Sunday Mailbag
Q: Is your book The Mad Art of Caricature! ever going to be released as an eBook? If so, will it be available for the Kindle?
A: I’d like it to eventually be available as an eBook for the iPad, Kindle and Nook, but making that happen is problematic.
I have been researching ways to convert the book’s digital publication file to ePub (iPad) and PRC (Kindle/Nook) formats, and it’s not going to be an easy thing to do. There is no magic way to take the book’s Indesign master file and just convert it. That might work for a text-only book like a novel, or something that has only a few illustrations, but this is an illustration intensive book and the text directly relates to the illustrations in ways that preclude any simple conversion. There are currently three ways that this can be done:
- Redesigned for ePub– This method would create a regular eBook format that has text that is resizeable with changeable fonts, can reflow with resizing, and is fully searchable. In order to do this, I’d have to completely redesign the book from scratch, placing illustrations inline with the text like a web page and understanding the relations of the illustrations and text would be changed depending on the sized text the reader chooses. Additionally, elements like the captions of the illustrations would be almost impossible to control. In other words, I’d be putting together an entirely different book devoid of much of what makes the printed version work well. Not an option for me.
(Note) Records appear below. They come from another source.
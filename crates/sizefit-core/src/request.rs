//! Caller-side request helpers.
//!
//! Turns loosely typed form input (target size in megabytes, optional output
//! width and height) into a validated [`CompressRequest`].

use serde::{Deserialize, Serialize};

use crate::compress::CompressError;

/// Budget used when the caller leaves the target size blank: 1 MiB.
pub const DEFAULT_TARGET_SIZE: u64 = 1024 * 1024;

/// A validated compression request.
#[derive(Debug, Clone, Copy, PartialEq, Eq, Serialize, Deserialize)]
pub struct CompressRequest {
    /// Byte budget, always > 0 once validated
    pub target_size: u64,
    /// Requested output width; height follows the aspect ratio if unset
    pub width: Option<u32>,
    /// Requested output height; width follows the aspect ratio if unset
    pub height: Option<u32>,
}

impl Default for CompressRequest {
    fn default() -> Self {
        Self {
            target_size: DEFAULT_TARGET_SIZE,
            width: None,
            height: None,
        }
    }
}

impl CompressRequest {
    /// Build a request from raw form fields.
    ///
    /// Blank or invalid dimensions are ignored; the target size must be blank
    /// (default 1 MiB) or a positive number of megabytes.
    ///
    /// # Errors
    ///
    /// Returns `CompressError::InvalidBudget` for an unusable target size.
    pub fn from_form(target_mb: &str, width: &str, height: &str) -> Result<Self, CompressError> {
        Ok(Self {
            target_size: parse_target_size_mb(target_mb)?,
            width: parse_dimension(width),
            height: parse_dimension(height),
        })
    }

    /// Output dimensions for a source of `natural_width` x `natural_height`.
    pub fn output_dimensions(&self, natural_width: u32, natural_height: u32) -> (u32, u32) {
        resolve_dimensions(natural_width, natural_height, self.width, self.height)
    }
}

/// Parse a target size in megabytes (MiB) into bytes.
///
/// An empty string yields [`DEFAULT_TARGET_SIZE`].
///
/// # Errors
///
/// Returns `CompressError::InvalidBudget` if the value is not a finite,
/// positive number.
pub fn parse_target_size_mb(value: &str) -> Result<u64, CompressError> {
    let trimmed = value.trim();
    if trimmed.is_empty() {
        return Ok(DEFAULT_TARGET_SIZE);
    }

    trimmed
        .parse::<f64>()
        .ok()
        .and_then(target_size_from_mb)
        .ok_or_else(|| CompressError::InvalidBudget(trimmed.to_string()))
}

/// Convert megabytes (MiB) to bytes, rejecting non-positive values.
pub fn target_size_from_mb(mb: f64) -> Option<u64> {
    if !mb.is_finite() || mb <= 0.0 {
        return None;
    }
    let bytes = (mb * 1024.0 * 1024.0).floor();
    if bytes >= u64::MAX as f64 {
        return None;
    }
    Some((bytes as u64).max(1))
}

/// Parse an optional pixel dimension: a finite positive number, rounded.
///
/// Blank input, garbage, and values that round to zero give `None`.
pub fn parse_dimension(value: &str) -> Option<u32> {
    let parsed = value.trim().parse::<f64>().ok()?;
    if !parsed.is_finite() || parsed <= 0.0 {
        return None;
    }
    let rounded = parsed.round();
    if rounded < 1.0 || rounded > f64::from(u32::MAX) {
        return None;
    }
    Some(rounded as u32)
}

/// Resolve output dimensions from optional requested width and height.
///
/// - both given: used as-is
/// - one given: the other follows the source aspect ratio (at least 1)
/// - neither: the natural dimensions
pub fn resolve_dimensions(
    natural_width: u32,
    natural_height: u32,
    width: Option<u32>,
    height: Option<u32>,
) -> (u32, u32) {
    let derive = |given: u32, from: u32, to: u32| -> u32 {
        let derived = (f64::from(given) / f64::from(from.max(1)) * f64::from(to)).round();
        (derived as u32).max(1)
    };

    match (width, height) {
        (Some(w), Some(h)) => (w, h),
        (Some(w), None) => (w, derive(w, natural_width, natural_height)),
        (None, Some(h)) => (derive(h, natural_height, natural_width), h),
        (None, None) => (natural_width, natural_height),
    }
}

/// Replace the final extension of `file_name` with `extension`.
///
/// `photo.jpg` becomes `photo.webp`; names without an extension gain one.
pub fn output_file_name(file_name: &str, extension: &str) -> String {
    let stem = match file_name.rfind('.') {
        Some(dot) if dot + 1 < file_name.len() => &file_name[..dot],
        _ => file_name,
    };
    format!("{stem}.{extension}")
}

#[cfg(test)]
mod tests {
    use super::*;

    #[test]
    fn test_parse_target_size_default() {
        assert_eq!(parse_target_size_mb("").unwrap(), 1024 * 1024);
        assert_eq!(parse_target_size_mb("   ").unwrap(), 1024 * 1024);
    }

    #[test]
    fn test_parse_target_size_values() {
        assert_eq!(parse_target_size_mb("1").unwrap(), 1_048_576);
        assert_eq!(parse_target_size_mb(" 0.5 ").unwrap(), 524_288);
        assert_eq!(parse_target_size_mb("2.25").unwrap(), 2_359_296);
    }

    #[test]
    fn test_parse_target_size_rejects_bad_input() {
        for bad in ["0", "-1", "abc", "NaN", "inf"] {
            assert!(
                matches!(parse_target_size_mb(bad), Err(CompressError::InvalidBudget(_))),
                "{bad} should be rejected"
            );
        }
    }

    #[test]
    fn test_tiny_target_rounds_up_to_one_byte() {
        assert_eq!(target_size_from_mb(1e-9), Some(1));
    }

    #[test]
    fn test_parse_dimension() {
        assert_eq!(parse_dimension("1920"), Some(1920));
        assert_eq!(parse_dimension(" 99.6 "), Some(100));
        assert_eq!(parse_dimension(""), None);
        assert_eq!(parse_dimension("0"), None);
        assert_eq!(parse_dimension("0.2"), None);
        assert_eq!(parse_dimension("-5"), None);
        assert_eq!(parse_dimension("wide"), None);
    }

    #[test]
    fn test_resolve_dimensions() {
        assert_eq!(resolve_dimensions(4000, 3000, None, None), (4000, 3000));
        assert_eq!(resolve_dimensions(4000, 3000, Some(800), Some(10)), (800, 10));
        assert_eq!(resolve_dimensions(4000, 3000, Some(1080), None), (1080, 810));
        assert_eq!(resolve_dimensions(4000, 3000, None, Some(300)), (400, 300));
        assert_eq!(resolve_dimensions(4000, 1, Some(10), None), (10, 1));
    }

    #[test]
    fn test_request_from_form() {
        let request = CompressRequest::from_form("0.5", "1080", "").unwrap();
        assert_eq!(request.target_size, 524_288);
        assert_eq!(request.output_dimensions(4000, 3000), (1080, 810));

        assert!(CompressRequest::from_form("-2", "", "").is_err());
        assert_eq!(
            CompressRequest::from_form("", "", "").unwrap(),
            CompressRequest::default()
        );
    }

    #[test]
    fn test_output_file_name() {
        assert_eq!(output_file_name("photo.jpg", "webp"), "photo.webp");
        assert_eq!(output_file_name("scan.final.png", "webp"), "scan.final.webp");
        assert_eq!(output_file_name("noext", "webp"), "noext.webp");
        assert_eq!(output_file_name("trailing.", "webp"), "trailing..webp");
    }
}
- Image-only format– This is the way that comic books and picture books are done, where each page is a static image. Text does not reflow nor can the type font be changed, resized or searched. While this retains the integrity of the original layout, it makes the book less easy to read (text is rendered as an image and subject to pixelization), nothing is searchable and the file size would be enormous (90 mb). Not ideal, but doable.
- Fixed-layout format– This is a newer form of eBook format, which is perfect for graphics-heavy books like children’s books or instructional books like cookbooks or textbooks that require graphics in a specific positioning with text. These books have fully searchable and “zoomable” text but retain the layout of the original print. This is the ideal way to go for my book, but right now only Apple offers the ability to use this kind of format in a non-fiction book. While Amazon has this type of format available, they inexplicably only allow children’s books to use it.
By far the easiest way for me is option two. That could be done easily and (relatively) inexpensively, and be available for all three formats in short order. I just question if people would be willing to have such a huge-sized file on devices that have very limited capacity for storage, and put up with the slow response that may also be a result of the file size
I suppose I should ask you, the readers who might be interested in an eBook version, what your preference would be? Is there a general interest at all in an eBook version? Leave your opinion in the comments.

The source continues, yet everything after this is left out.